DESCRIPTION OF THE TASK:
Return a copy of each line in the listing that includes the word "content".

◆ ◆ ◆

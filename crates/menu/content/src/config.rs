//! Root configuration document (`config.json`).

use serde::Deserialize;
use serde_json::{Map, Value};
use tracing::warn;

/// A menu file reference: either a bare filename string or an object
/// carrying a `file` field. Both forms denote the same entry.
#[derive(Clone, Debug, Deserialize)]
#[serde(untagged)]
pub enum FileRef {
    Name(String),
    Object { file: String },
}

impl FileRef {
    pub fn file_name(&self) -> &str {
        match self {
            FileRef::Name(name) => name,
            FileRef::Object { file } => file,
        }
    }
}

/// Decoded root configuration.
#[derive(Clone, Debug, Default, Deserialize)]
pub struct RootConfig {
    /// Verbose-diagnostics flag for the host plugin.
    #[serde(default)]
    pub debug: bool,

    /// Menu id → menu file reference, relative to the `menus/` directory.
    /// Kept as a raw JSON map so declaration order survives decoding.
    #[serde(default)]
    pub gui_menus: Map<String, Value>,
}

impl RootConfig {
    /// Normalized `menu id → filename` index, in declaration order.
    ///
    /// Entries that are neither a filename string nor a `file` object are
    /// logged and skipped.
    pub fn menu_files(&self) -> Vec<(String, String)> {
        self.gui_menus
            .iter()
            .filter_map(|(id, value)| {
                match serde_json::from_value::<FileRef>(value.clone()) {
                    Ok(fref) => Some((id.clone(), fref.file_name().to_string())),
                    Err(_) => {
                        warn!(
                            target: "menu::content",
                            menu = %id,
                            "gui_menus entry is neither a filename nor a file object, skipping"
                        );
                        None
                    }
                }
            })
            .collect()
    }
}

◆ ◆ ◆

YOUR RESPONSE:
filename crates/menu/content/src/config.rs
                            target: "menu::content",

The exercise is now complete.